Крупная капля попадает ему на лоб, за ней вторая и третья. Он смотрит вверх и уводит Валю в сторону, под нависшую глыбу ракушечника.

– Вот тут, пожалуй, не намочит, – говорит он и неумело гладит в темноте ее влажные, спутавшиеся волосы.

А наверху, у парапета, все уже пусто. Только адмирал, придерживая рукой низко надвинутую шляпу, стоит, опершись на палку, и, щурясь от сильного ветра, долго вглядывается в ныряющую, едва уже видную цепочку зеленых и красных огней.

1954

БОЦМАН
1

Никто не мог бы сказать, по какой именно причине Яшку Ошлепина называли боцманом. Быть может, виной этому был флотский бушлат с разнокалиберными пуговицами, в котором Яшка ходил всегда и который он сам называл «семисезоном». А может быть, тут сыграли роль кривые ноги, придававшие его походке морской оттенок. Так или иначе, его подлинное имя или фамилия упоминались лишь в сугубо официальных случаях, а в обыденной жизни Яшка был «боцманом», хотя флота и не нюхал, а с младых ногтей состоял при театре.

Трудно было определить его возраст – маленькое, мятое лицо Яшки давно уже не менялось. Но когда он бывал стрижен и брит – а это случалось не слишком часто, – ему можно было дать не больше тридцати. На самом же деле Яшке исполнилось тридцать девять.

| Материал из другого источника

//! # Club Admission
//!
//! Bulk age verification of a guest list. Guests are verified one at a time
//! with a pause between gateway calls. A failure for one guest is recorded in
//! their result and does not stop the others.

use std::time::Duration;

use serde::{Deserialize, Serialize};
use tokio::time::sleep;
use tracing::{info, instrument, warn};

use crate::client::CibaClient;
use crate::error::{ErrorResponse, invalid};
use crate::phone::PhoneNumber;
use crate::types::{AgeVerificationRequest, AgeVerificationResponse, DEFAULT_AGE_THRESHOLD};
use crate::Result;

/// A guest to verify.
#[derive(Clone, Debug, Default, Deserialize, Serialize, PartialEq, Eq)]
#[serde(default, rename_all = "camelCase")]
pub struct Guest {
    /// The guest's name.
    pub name: String,

    /// The guest's phone number.
    pub phone_number: String,
}

/// Whether a guest was verified.
#[derive(Clone, Copy, Debug, Deserialize, Serialize, PartialEq, Eq)]
#[serde(rename_all = "lowercase")]
pub enum GuestStatus {
    /// The verification sequence completed.
    Verified,

    /// The guest's details were incomplete or verification failed.
    Error,
}

/// The outcome for a single guest.
#[derive(Clone, Debug, Deserialize, Serialize, PartialEq, Eq)]
#[serde(rename_all = "camelCase")]
pub struct GuestResult {
    /// The guest's name.
    pub name: String,

    /// The guest's phone number.
    pub phone_number: String,

    /// Verification status.
    pub status: GuestStatus,

    /// Whether the guest may enter.
    pub can_enter: bool,

    /// The age verification result, when verified.
    #[serde(skip_serializing_if = "Option::is_none")]
    pub verification_result: Option<AgeVerificationResponse>,

    /// Why the guest could not be verified.
    #[serde(skip_serializing_if = "Option::is_none")]
    pub error: Option<String>,
}

/// Counts across the guest list.
#[derive(Clone, Copy, Debug, Default, Deserialize, Serialize, PartialEq, Eq)]
#[serde(rename_all = "camelCase")]
pub struct Summary {
    /// Number of guests.
    pub total: usize,

    /// Guests who may enter.
    pub can_enter: usize,

    /// Guests who may not enter, including those in error.
    pub cannot_enter: usize,

    /// Guests who could not be verified.
    pub errors: usize,
}

/// The outcome for a guest list.
#[derive(Clone, Debug, Deserialize, Serialize, PartialEq, Eq)]
pub struct BulkVerification {
    /// Counts across the guest list.
    pub summary: Summary,

    /// Per-guest results, in list order.
    pub results: Vec<GuestResult>,
}

/// Verify each guest is of legal age.
///
/// Guests are verified sequentially, waiting `pacing` after each gateway
/// verification except the last. Guests without a name or with a missing or
/// malformed phone number are recorded as errors without calling the gateway
/// or pausing.
///
/// # Errors
///
/// Returns an [`Error::Validation`](crate::Error::Validation) if the guest list is empty.
#[instrument(level = "debug", skip(client, guests), fields(guests = guests.len()))]
pub async fn admit_guests(
    client: &CibaClient, guests: &[Guest], pacing: Duration,
) -> Result<BulkVerification> {
    if guests.is_empty() {
        return Err(invalid!("a list of guests is required"));
    }

    let payload = AgeVerificationRequest::new(DEFAULT_AGE_THRESHOLD);
    let mut results = Vec::with_capacity(guests.len());

    for (i, guest) in guests.iter().enumerate() {
        if guest.name.trim().is_empty() || guest.phone_number.trim().is_empty() {
            results.push(GuestResult::error(
                guest,
                "incomplete details: name and phone number are required",
            ));
            continue;
        }
        let phone = match PhoneNumber::parse(&guest.phone_number) {
            Ok(phone) => phone,
            Err(e) => {
                warn!(guest = %guest.name, error = %e, "guest phone number rejected");
                results.push(GuestResult::error(guest, ErrorResponse::from(e).error));
                continue;
            }
        };

        match client.perform_full_verification(phone.as_str(), &payload).await {
            Ok(age) => {
                let can_enter = age.age_check.is_match();
                info!(guest = %guest.name, can_enter, "guest verified");
                results.push(GuestResult {
                    name: guest.name.clone(),
                    phone_number: guest.phone_number.clone(),
                    status: GuestStatus::Verified,
                    can_enter,
                    verification_result: Some(age),
                    error: None,
                });
            }
            Err(e) => {
                warn!(guest = %guest.name, error = %e, "guest verification failed");
                results.push(GuestResult::error(guest, ErrorResponse::from(e).error));
            }
        }

        if i < guests.len() - 1 {
            sleep(pacing).await;
        }
    }

    let can_enter = results.iter().filter(|r| r.can_enter).count();
    let summary = Summary {
        total: guests.len(),
        can_enter,
        cannot_enter: results.len() - can_enter,
        errors: results.iter().filter(|r| r.status == GuestStatus::Error).count(),
    };

    Ok(BulkVerification { summary, results })
}

impl GuestResult {
    fn error(guest: &Guest, message: impl Into<String>) -> Self {
        Self {
            name: guest.name.clone(),
            phone_number: guest.phone_number.clone(),
            status: GuestStatus::Error,
            can_enter: false,
            verification_result: None,
            error: Some(message.into()),
        }
    }
}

В сорок первом году, когда в театре праздновали юбилей, неожиданно выяснилось, что самый старый работник театра именно Яшка. За двадцать лет здесь сменилось множество директоров и режиссеров; приходили, уходили, старились и умирали актеры; даже капельдинеры, самые постоянные, не подверженные театральным бурям и передрягам люди, успели перемениться, – один только Яшка всегда был здесь.

На юбилейном вечере директор сказал прочувствованные слова о незаметных тружениках, которых никогда не видит зритель, а председатель месткома вручил Яшке почетную грамоту. Всю торжественную часть Яшка просидел в президиуме рядом со старейшими актерами; он был гладко выбрит и подстрижен «под бокс», так что затылок у него был значительно светлее, чем красная шея. Выйдя в перерыве за кулисы, он ткнул свернутую трубкой грамоту в карман бушлата и сердито сказал:

– Очень мне надо это паскудство!

Но на следующий день Яшка зашел в поделочный цех и смастерил аккуратную буковую рамочку размером тридцать на сорок сантиметров, а затем выпросил у реквизитора Адамовича, именовавшегося в театре «Плюшкиным», кусок стекла.

Плюшкин долго артачился, прежде чем повел боцмана в свои владения, сплошь уставленные и увешанные всякой всячиной – картонными вазами с ярко размалеванными фруктами, рапирами и средневековыми мечами, точеными деревянными бокалами, букетами бумажных цветов и прочим театральным добром.

– Так зачем же тебе стекло? – в десятый раз рассеянно спросил Плюшкин, надевая принесенный с собой рыцарский шлем на стоявший у двери деревянный пулемет системы «Максим».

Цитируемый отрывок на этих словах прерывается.